Step 1: Add AWS Service Connection
- Go to Webhook Relay Service Connections
- Click Add Connection
- Select AWS
- Enter your IAM user credentials:
- Access Key ID
- Secret Access Key
- Name it
aws-guarddutyand save
Step 2: Add GCP Service Connection
- Click Add Connection
- Select GCP
- Paste the contents of your service account JSON key
- Name it
gcp-storageand save
Step 3: Create a Bucket with SQS Input and GCS Output
- Go to Buckets and create a new bucket
- Name it
guardduty-archive
Add the SQS Input:
- Click Add Input → AWS SQS
- Select your
aws-guarddutyconnection - Enter the queue URL:
https://sqs.us-east-1.amazonaws.com/123456789012/guardduty-findings
Add the GCS Output:
- Click Add Output → GCP Cloud Storage
- Select your
gcp-storageconnection - Bucket name:
guardduty-archive - Prefix:
findings/

Webhook Relay will now poll your SQS queue and store each GuardDuty finding in GCS.
Verify It Works
Generate a Test Finding
GuardDuty can generate sample findings for testing:
- Go to AWS Console → GuardDuty → Settings
- Click Generate sample findings
This creates test findings that flow through your pipeline.
Check GCS
After a minute or two, check your GCS bucket. You should see files at:
findings/2026/03/06/<finding-id>.json
Each file contains the full GuardDuty finding with all metadata, severity scores, and resource details.

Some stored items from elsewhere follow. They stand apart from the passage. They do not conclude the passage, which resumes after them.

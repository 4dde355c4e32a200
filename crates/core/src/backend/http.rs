//! Backend client for the enrichment HTTP service.
//!
//! Jobs, history and the shared process list go over plain HTTP; progress
//! arrives on a WebSocket at `/ws/{channel_token}`.

use crate::backend::{BackendError, ChannelStream, EnrichmentBackend};
use async_trait::async_trait;
use ek_protocol::channel_models::ChannelMessage;
use ek_protocol::config_models::BackendSettings;
use ek_protocol::job_models::{HistoryEntry, JobOutcome, JobRequest, JobStats, SharedProcessRecord};
use reqwest::Client;
use serde::de::DeserializeOwned;
use serde::Deserialize;
use serde_json::Value;
use std::collections::BTreeMap;
use std::time::Duration;
use tokio_stream::StreamExt;
use tokio_tungstenite::connect_async;
use tokio_tungstenite::tungstenite::Message;
use tracing::{debug, warn};
use uuid::Uuid;

pub struct HttpBackend {
    client: Client,
    base_url: String,
    ws_url: String,
}

/// Body of `POST /process`.
#[derive(Debug, Deserialize)]
struct ProcessResponse {
    #[serde(default)]
    status: Option<String>,
    #[serde(default)]
    stats: Option<Value>,
    #[serde(default)]
    errors: Vec<Value>,
    #[serde(default)]
    filled_rows: Vec<u32>,
    #[serde(default)]
    missing_headers: Vec<String>,
    #[serde(default)]
    detail: Option<String>,
}

#[derive(Debug, Deserialize)]
struct HistoryResponse {
    #[serde(default)]
    history: Vec<HistoryEntry>,
}

#[derive(Debug, Deserialize)]
struct GroupedHistoryResponse {
    #[serde(default)]
    history: BTreeMap<String, Vec<HistoryEntry>>,
}

#[derive(Debug, Deserialize)]
struct ActiveSessionsResponse {
    #[serde(default)]
    active_sessions: Vec<String>,
}

#[derive(Debug, Deserialize)]
struct SharedProcessesResponse {
    #[serde(default)]
    processes: Vec<SharedProcessRecord>,
}

impl HttpBackend {
    pub fn new(settings: &BackendSettings) -> Result<Self, BackendError> {
        let client = Client::builder()
            .timeout(Duration::from_secs(settings.submit_timeout_secs))
            .build()
            .map_err(|e| BackendError::Unavailable(e.to_string()))?;

        Ok(Self {
            client,
            base_url: settings.base_url.trim_end_matches('/').to_string(),
            ws_url: settings.ws_url.trim_end_matches('/').to_string(),
        })
    }

    fn url(&self, path: &str) -> String {
        format!("{}{path}", self.base_url)
    }

    async fn error_for_status(response: reqwest::Response) -> Result<reqwest::Response, BackendError> {
        let status = response.status();
        if status.is_success() {
            return Ok(response);
        }

        let detail = response
            .json::<Value>()
            .await
            .ok()
            .and_then(|body| body.get("detail").and_then(Value::as_str).map(str::to_string))
            .unwrap_or_else(|| status.to_string());
        Err(BackendError::Http(detail))
    }

    async fn get_json<T: DeserializeOwned>(&self, path: &str) -> Result<T, BackendError> {
        let response = self
            .client
            .get(self.url(path))
            .send()
            .await
            .map_err(transport_error)?;
        let response = Self::error_for_status(response).await?;

        response.json().await.map_err(|e| {
            warn!(path, error = %e, "undecodable backend response");
            BackendError::Decode(e.to_string())
        })
    }

    async fn delete(&self, path: &str) -> Result<(), BackendError> {
        let response = self
            .client
            .delete(self.url(path))
            .send()
            .await
            .map_err(transport_error)?;
        Self::error_for_status(response).await?;
        Ok(())
    }
}

fn transport_error(e: reqwest::Error) -> BackendError {
    if e.is_connect() || e.is_timeout() {
        BackendError::Unavailable(e.to_string())
    } else {
        BackendError::Http(e.to_string())
    }
}

fn count(stats: &Value, keys: &[&str]) -> u64 {
    keys.iter()
        .find_map(|key| stats.get(*key).and_then(Value::as_u64))
        .unwrap_or(0)
}

/// Reads the step-specific stats object the service returns.
///
/// Steps report under different names (`total_rows`, `filled`,
/// `errors_count`); missing figures are derived the way the service does.
fn job_stats(response: &ProcessResponse) -> JobStats {
    let empty = Value::Null;
    let stats = response.stats.as_ref().unwrap_or(&empty);

    let total = count(stats, &["total", "total_rows"]);
    let success = match count(stats, &["success", "filled"]) {
        0 => response.filled_rows.len() as u64,
        n => n,
    };
    let errors = match count(stats, &["errors", "errors_count"]) {
        0 => response.errors.len() as u64,
        n => n,
    };
    let skipped = match count(stats, &["skipped"]) {
        0 => total.saturating_sub(success).saturating_sub(errors),
        n => n,
    };
    let processed = match count(stats, &["processed"]) {
        0 => success,
        n => n,
    };

    JobStats {
        total,
        success,
        errors,
        skipped,
        processed,
    }
}

fn job_outcome(response: ProcessResponse) -> Result<JobOutcome, BackendError> {
    if response.status.as_deref() == Some("error") {
        let reason = if response.missing_headers.is_empty() {
            response
                .detail
                .clone()
                .unwrap_or_else(|| "unknown error".to_string())
        } else {
            format!("missing headers: {}", response.missing_headers.join(", "))
        };
        return Err(BackendError::Rejected(reason));
    }

    let stats = job_stats(&response);
    Ok(JobOutcome {
        stats,
        filled_row_indices: response.filled_rows,
    })
}

/// Parses one text frame; frames that are not progress messages yield `None`.
fn parse_frame(text: &str) -> Option<ChannelMessage> {
    match serde_json::from_str::<ChannelMessage>(text) {
        Ok(message) => Some(message),
        Err(e) => {
            debug!(error = %e, "skipping non-progress frame");
            None
        }
    }
}

#[async_trait]
impl EnrichmentBackend for HttpBackend {
    async fn submit_job(&self, request: JobRequest) -> Result<JobOutcome, BackendError> {
        let response = self
            .client
            .post(self.url("/process"))
            .json(&request)
            .send()
            .await
            .map_err(transport_error)?;
        let response = Self::error_for_status(response).await?;

        let body: ProcessResponse = response
            .json()
            .await
            .map_err(|e| BackendError::Decode(e.to_string()))?;
        job_outcome(body)
    }

    async fn open_progress_channel(
        &self,
        channel_token: &str,
    ) -> Result<ChannelStream, BackendError> {
        let url = format!("{}/ws/{channel_token}", self.ws_url);
        let (mut socket, _) = connect_async(url.as_str())
            .await
            .map_err(|e| BackendError::Channel(e.to_string()))?;
        debug!(%url, "progress channel connected");

        let stream = async_stream::stream! {
            while let Some(frame) = socket.next().await {
                match frame {
                    Ok(Message::Text(text)) => {
                        if let Some(message) = parse_frame(&text) {
                            yield Ok(message);
                        }
                    }
                    Ok(Message::Close(_)) => break,
                    Ok(_) => {}
                    Err(e) => {
                        yield Err(BackendError::Channel(e.to_string()));
                        break;
                    }
                }
            }
        };

        Ok(Box::pin(stream))
    }

    async fn request_cancel(&self, channel_token: &str) -> Result<(), BackendError> {
        let response = self
            .client
            .post(self.url(&format!("/cancel-process/{channel_token}")))
            .send()
            .await
            .map_err(transport_error)?;
        Self::error_for_status(response).await?;
        Ok(())
    }

    async fn append_history(&self, entry: HistoryEntry) -> Result<(), BackendError> {
        let response = self
            .client
            .post(self.url("/history"))
            .json(&entry)
            .send()
            .await
            .map_err(transport_error)?;
        Self::error_for_status(response).await?;
        Ok(())
    }

    async fn list_history(
        &self,
        limit: u32,
        sheet_name: Option<&str>,
    ) -> Result<Vec<HistoryEntry>, BackendError> {
        let mut query = vec![("limit", limit.to_string())];
        if let Some(name) = sheet_name {
            query.push(("sheet_name", name.to_string()));
        }

        let response = self
            .client
            .get(self.url("/history"))
            .query(&query)
            .send()
            .await
            .map_err(transport_error)?;
        let response = Self::error_for_status(response).await?;

        let body: HistoryResponse = response.json().await.map_err(|e| {
            warn!(error = %e, "undecodable history response");
            BackendError::Decode(e.to_string())
        })?;
        Ok(body.history)
    }

    async fn list_history_grouped(
        &self,
    ) -> Result<BTreeMap<String, Vec<HistoryEntry>>, BackendError> {
        let body: GroupedHistoryResponse = self.get_json("/history/grouped").await?;
        Ok(body.history)
    }

    async fn clear_history(&self) -> Result<(), BackendError> {
        self.delete("/history").await
    }

    async fn list_active_sessions(&self) -> Result<Vec<String>, BackendError> {
        let body: ActiveSessionsResponse = self.get_json("/active-sessions").await?;
        Ok(body.active_sessions)
    }

    async fn list_shared_processes(&self) -> Result<Vec<SharedProcessRecord>, BackendError> {
        let body: SharedProcessesResponse = self.get_json("/active-processes").await?;
        Ok(body.processes)
    }

    async fn save_shared_process(&self, record: SharedProcessRecord) -> Result<(), BackendError> {
        let response = self
            .client
            .post(self.url("/active-processes"))
            .json(&record)
            .send()
            .await
            .map_err(transport_error)?;
        Self::error_for_status(response).await?;
        Ok(())
    }

    async fn delete_shared_process(&self, process_id: Uuid) -> Result<(), BackendError> {
        self.delete(&format!("/active-processes/{process_id}")).await
    }
}
//! Error types for configuration loading.
//!
//! This module defines all errors that can occur during configuration file
//! parsing and loading operations.

use std::path::PathBuf;
use thiserror::Error;

/// Errors that can occur during configuration loading.
#[derive(Error, Debug)]
pub enum ConfigError {
    /// Failed to read a configuration file from disk.
    #[error("Failed to read config file at {path}: {source}")]
    FileRead {
        path: PathBuf,
        source: std::io::Error,
    },

    /// Failed to parse TOML configuration.
    #[error("Failed to parse TOML file at {path}: {source}")]
    TomlParse {
        path: PathBuf,
        source: toml::de::Error,
    },

    /// Failed to parse Markdown front matter of a prompt override.
    #[error("Failed to parse Markdown front matter in {path}: {reason}")]
    MarkdownParse { path: PathBuf, reason: String },

    /// Failed to walk directory structure.
    #[error("Failed to traverse directory {path}: {source}")]
    DirectoryWalk {
        path: PathBuf,
        source: walkdir::Error,
    },

    /// Values that parse but cannot be used (zero intervals, two prompts for one step).
    #[error("Invalid configuration in {path}: {reason}")]
    InvalidConfig { path: PathBuf, reason: String },
}

/// Type alias for Result with ConfigError.
pub type ConfigResult<T> = Result<T, ConfigError>;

Optional: Transform Findings Before Storage
To reshape the data or extract specific fields before storing, add a Function to your bucket:
const event = JSON.parse(r.body)
const finding = event.detail
// Create a simplified structure for analysis
const archived = {
id: finding.id,
severity: finding.severity,
type: finding.type,
title: finding.title,
description: finding.description,
region: finding.region,
accountId: finding.accountId,
resourceType: finding.resource.resourceType,
createdAt: finding.createdAt,
updatedAt: finding.updatedAt,
// Add custom fields
archived_at: new Date().toISOString(),
source: "aws-guardduty"
}
r.setBody(JSON.stringify(archived))
This extracts key fields and adds metadata, making BigQuery queries simpler.

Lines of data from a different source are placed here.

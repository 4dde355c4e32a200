//! # ek-protocol
//!
//! Core protocol definitions and data models for enrich-kit.
//!
//! This crate defines all shared data structures used for:
//! - Configuration file parsing (TOML config, Markdown prompt overrides)
//! - The persisted process records both views read and write
//! - Messages pushed by the backend on a process's progress channel
//! - Communication between a view front-end and its session core
//!
//! ## Modules
//!
//! - [`channel_models`]: Push-channel messages
//! - [`config_models`]: Global configuration from config.toml
//! - [`ipc`]: Operations and Events between front-end and session
//! - [`job_models`]: Job submission, history and shared process records
//! - [`process_models`]: Process records, step catalogue, view roles
//! - [`prompt_models`]: Prompt override definitions
//!
//! ## Design Principles
//!
//! - Minimal dependencies: Only serde, ts-rs, uuid and chrono
//! - TypeScript generation: All types derive `TS` for the browser front-end
//! - Independent compilation: No dependencies on other enrich-kit crates

pub mod channel_models;
pub mod config_models;
pub mod ipc;
pub mod job_models;
pub mod process_models;
pub mod prompt_models;

// Re-export all public types for convenience
pub use channel_models::*;
pub use config_models::*;
pub use ipc::*;
pub use job_models::*;
pub use process_models::*;
pub use prompt_models::*;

Query Findings with BigQuery
Once your findings are in GCS, BigQuery can query them directly:
-- Create an external table pointing to your GCS bucket
CREATE EXTERNAL TABLE `project.dataset.guardduty_findings`
OPTIONS (
format = 'JSON',
uris = ['gs://guardduty-archive/findings/*']
);
-- Query high-severity findings from the last 7 days
SELECT
id,
type,
severity,
title,
createdAt
FROM `project.dataset.guardduty_findings`
WHERE severity >= 7
AND DATE(createdAt) >= DATE_SUB(CURRENT_DATE(), INTERVAL 7 DAY)
ORDER BY severity DESC;
Use Cases
Compliance and audit trails. Many compliance frameworks require long-term retention of security events. GCS lifecycle policies can automatically transition old findings to Archive storage.
Cross-cloud SIEM. If you're using Google Chronicle or another GCP-based SIEM, this pipeline feeds findings directly into your security analytics platform.

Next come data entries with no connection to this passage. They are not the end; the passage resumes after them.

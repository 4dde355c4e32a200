//! Communication protocol between a view front-end and its session core.
//!
//! The protocol follows an Operation/Event pattern:
//! - `Op`: Commands sent from the front-end to the session
//! - `Event`: State changes sent from the session to the front-end
//!
//! Communication is asynchronous and channel-based, so the front-end stays
//! responsive while jobs run for minutes.

use serde::{Deserialize, Serialize};
use ts_rs::TS;
use uuid::Uuid;

use crate::process_models::{Process, StepName};

/// Operations sent from a front-end to its session.
///
/// Uses tagged enum serialization for TypeScript compatibility:
/// ```json
/// {
///   "type": "launchJob",
///   "payload": {
///     "sheet_id": "1AbC...",
///     "step": "Build Description",
///     "sheet_name": "Structured Data",
///     "prompt_override": null
///   }
/// }
/// ```
#[derive(Debug, Clone, PartialEq, Serialize, Deserialize, TS)]
#[serde(tag = "type", content = "payload", rename_all = "camelCase")]
pub enum Op {
    /// Launch an enrichment step against a spreadsheet.
    LaunchJob {
        sheet_id: String,
        step: StepName,
        sheet_name: Option<String>,
        prompt_override: Option<String>,
    },

    /// Cancel a running process. Only honored by the view that launched it.
    CancelProcess {
        #[ts(type = "string")]
        process_id: Uuid,
    },

    /// Drop a process from this view's registry.
    RemoveProcess {
        #[ts(type = "string")]
        process_id: Uuid,
    },

    /// Force a stuck process to completed.
    MarkCompleted {
        #[ts(type = "string")]
        process_id: Uuid,
    },

    /// Request the current state of all processes.
    GetDashboardState,

    /// Unmount the view, closing every channel and timer.
    Shutdown,
}

/// Events sent from a session to its front-end.
#[derive(Debug, Clone, PartialEq, Serialize, Deserialize, TS)]
#[serde(tag = "type", content = "payload", rename_all = "camelCase")]
pub enum Event {
    /// A process was launched from this view.
    ProcessStarted { process: Process },

    /// A process launched in the other view was picked up here.
    ProcessDiscovered { process: Process },

    /// Counters, progress or elapsed time changed.
    ProcessUpdated { process: Process },

    /// A process reached completion.
    ProcessCompleted { process: Process },

    /// A process was cancelled.
    ProcessCancelled {
        #[ts(type = "string")]
        process_id: Uuid,
    },

    /// A process ended in error.
    ProcessFailed {
        #[ts(type = "string")]
        process_id: Uuid,
        error: String,
    },

    /// A process left this view's registry.
    ProcessRemoved {
        #[ts(type = "string")]
        process_id: Uuid,
    },

    /// Operator-facing message (submission failure, server error, rejected command).
    Notification { message: String },

    /// Reply to `Op::GetDashboardState`.
    DashboardState { processes: Vec<Process> },
}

Cost optimization. AWS GuardDuty retains findings for 90 days. For longer retention, exporting to GCS with lifecycle policies is often cheaper than other archival solutions.
Multi-cloud correlation. Combine GuardDuty findings with security events from GCP and Azure in a single BigQuery dataset for unified threat analysis.
Conclusion
Routing GuardDuty findings to GCS used to require custom Lambda functions, cross-cloud IAM roles, and ongoing maintenance. With Webhook Relay Service Connections, setup takes minutes:
- Create an SQS queue and EventBridge rule in AWS
- Create a GCS bucket and service account in GCP
- Connect them through Webhook Relay with an SQS input and GCS output
Your findings are now archived in GCS, ready for BigQuery analysis, Chronicle ingestion, or compliance retention.